You are given a String friends, where the j-th character of the i-th element is 'Y' if person i and person j are friends, and 'N' otherwise. Return the number of 2-friends of the most popular person in this social network.

Definition

  • Class: FriendScore
  • Method: highestScore
  • Parameters: String
  • Returns: int
  • Method signature: int highestScore(String[] friends) (be sure your method is public)

Limits

  • Time limit (s): 2.000
  • Memory limit (MB): 64

Constraints

  • friends will contain between 1 and 50 elements, inclusive.
  • Each element of friends will contain exactly N characters 'Y' or 'N', where N is the number of elements in friends.
  • For each i and j, friends[i][j] will be equal to friends[j][i].
  • For each i, friends[i][i] will be equal to 'N'.

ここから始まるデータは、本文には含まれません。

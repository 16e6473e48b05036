use once_cell::sync::Lazy;
use regex::Regex;

use crate::error::{CheckError, Result};

static ISSN_REGEX: Lazy<Regex> = Lazy::new(|| Regex::new(r"^\d{4}-?\d{3}[\dXx]$").unwrap());

#[derive(Debug, Clone, PartialEq, Eq)]
pub struct Issn(String);

impl Issn {
    pub fn parse(input: &str) -> Result<Self> {
        if ISSN_REGEX.is_match(input) {
            Ok(Self(input.to_string()))
        } else {
            Err(CheckError::InvalidIssn(input.to_string()))
        }
    }

    pub fn is_valid(input: &str) -> bool {
        ISSN_REGEX.is_match(input)
    }

    pub fn as_str(&self) -> &str {
        &self.0
    }
}
//! Network collaborators used for best-effort repairs.
//!
//! The checker only sees the three lookup traits below. Every failure is
//! turned into [`LookupOutcome::Failed`] so a broken service degrades to
//! "not found" without aborting a run.

use std::path::Path;
use std::sync::Arc;
use std::time::Duration;

use async_trait::async_trait;
use prettybib_core::config::LookupConfig;
use serde::{Deserialize, Serialize};

use crate::error::Result;
use crate::http::{DiskCache, RateLimitedClient};
use crate::identifiers::Isbn;

pub mod crossref;
pub mod dbpedia;
pub mod openlibrary;

pub use crossref::CrossRefSource;
pub use dbpedia::DbpediaSource;
pub use openlibrary::OpenLibrarySource;

#[derive(Debug, Clone, PartialEq, Eq)]
pub enum LookupOutcome<T> {
    Found(T),
    NotFound,
    Failed(String),
}

impl<T> LookupOutcome<T> {
    /// Collapses `NotFound` and `Failed` into `None`.
    pub fn found(self) -> Option<T> {
        match self {
            Self::Found(value) => Some(value),
            Self::NotFound | Self::Failed(_) => None,
        }
    }

    pub fn is_failed(&self) -> bool {
        matches!(self, Self::Failed(_))
    }
}

impl<T> From<Result<Option<T>>> for LookupOutcome<T> {
    fn from(result: Result<Option<T>>) -> Self {
        match result {
            Ok(Some(value)) => Self::Found(value),
            Ok(None) => Self::NotFound,
            Err(e) => Self::Failed(e.to_string()),
        }
    }
}

#[derive(Debug, Clone, Default, PartialEq, Eq, Serialize, Deserialize)]
pub struct IsbnMetadata {
    pub year: Option<String>,
    pub publisher: Option<String>,
}

#[async_trait]
pub trait IsbnMetadataLookup: Send + Sync {
    async fn isbn_meta(&self, isbn: &Isbn) -> LookupOutcome<IsbnMetadata>;
}

#[async_trait]
pub trait IssnLookup: Send + Sync {
    async fn lookup_issn(&self, journal: &str) -> LookupOutcome<String>;
}

#[async_trait]
pub trait DoiSearch: Send + Sync {
    /// Candidate DOIs for works whose title matches `title`.
    async fn search_doi_by_title(&self, title: &str) -> LookupOutcome<Vec<String>>;
}

/// Stand-in for every collaborator when running without network access.
#[derive(Debug, Clone, Copy, Default)]
pub struct Offline;

#[async_trait]
impl IsbnMetadataLookup for Offline {
    async fn isbn_meta(&self, _isbn: &Isbn) -> LookupOutcome<IsbnMetadata> {
        LookupOutcome::NotFound
    }
}

#[async_trait]
impl IssnLookup for Offline {
    async fn lookup_issn(&self, _journal: &str) -> LookupOutcome<String> {
        LookupOutcome::NotFound
    }
}

#[async_trait]
impl DoiSearch for Offline {
    async fn search_doi_by_title(&self, _title: &str) -> LookupOutcome<Vec<String>> {
        LookupOutcome::NotFound
    }
}

/// The set of collaborators handed to a checking run.
#[derive(Clone)]
pub struct Lookups {
    pub isbn: Arc<dyn IsbnMetadataLookup>,
    pub issn: Arc<dyn IssnLookup>,
    pub doi: Arc<dyn DoiSearch>,
}

impl Default for Lookups {
    fn default() -> Self {
        Self::offline()
    }
}

impl Lookups {
    pub fn offline() -> Self {
        Self {
            isbn: Arc::new(Offline),
            issn: Arc::new(Offline),
            doi: Arc::new(Offline),
        }
    }

    /// HTTP-backed collaborators built from `[lookup]` settings.
    pub fn from_config(config: &LookupConfig, cache_root: &Path) -> Result<Self> {
        if !config.enabled {
            return Ok(Self::offline());
        }

        let user_agent = match &config.polite_email {
            Some(email) => format!("prettybib/0.1 (mailto:{email})"),
            None => "prettybib/0.1".to_string(),
        };
        let client = || {
            RateLimitedClient::new(
                Duration::from_millis(config.min_interval_ms),
                config.max_retries,
                &user_agent,
                config.timeout_secs.map(Duration::from_secs),
            )
        };
        let ttl = Duration::from_secs(config.cache_ttl_hours * 3600);
        let cache = |namespace: &str| {
            config
                .cache_enabled
                .then(|| DiskCache::new(cache_root, namespace, ttl))
        };

        Ok(Self {
            isbn: Arc::new(OpenLibrarySource::new(
                client()?,
                cache("openlibrary"),
                &config.openlibrary_url,
            )),
            issn: Arc::new(DbpediaSource::new(
                client()?,
                cache("dbpedia"),
                &config.dbpedia_url,
            )),
            doi: Arc::new(CrossRefSource::new(
                client()?,
                cache("crossref"),
                &config.crossref_url,
            )),
        })
    }
}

public class FriendScore {

    public int highestScore(String[] friends) {
        String[] ret = new String[friends.length];
        for (int i = 0; i < friends.length; i++) {
            ret[i] = friends[i];
        }

        for (int i = 0; i < friends.length; i++) {
            for (int j = 0; j < friends[i].length(); j++) {
                if (friends[i].charAt(j) == 'Y') {
                    for(int k = j + 1; k < friends[i].length(); k++) {
                        if (friends[i].charAt(k) == 'Y') {
                            ret[j] = ret[j].substring(0, k) + "Y" + ret[j].substring(k + 1, ret[j].length());
                            ret[k] = ret[k].substring(0,  j) + "Y" + ret[k].substring(j + 1, ret[k].length());
                        }
                    }
                }
            }
        }

        int max = 0;
        for (int i = 0; i < friends.length; i++) {
            int count = 0;
            for (int j = 0; j < friends[i].length(); j++) {
                if (ret[i].charAt(j) == 'Y') {
                    count++;
                }
            }
            max = Math.max(max, count);
        }
        return max;
    }

}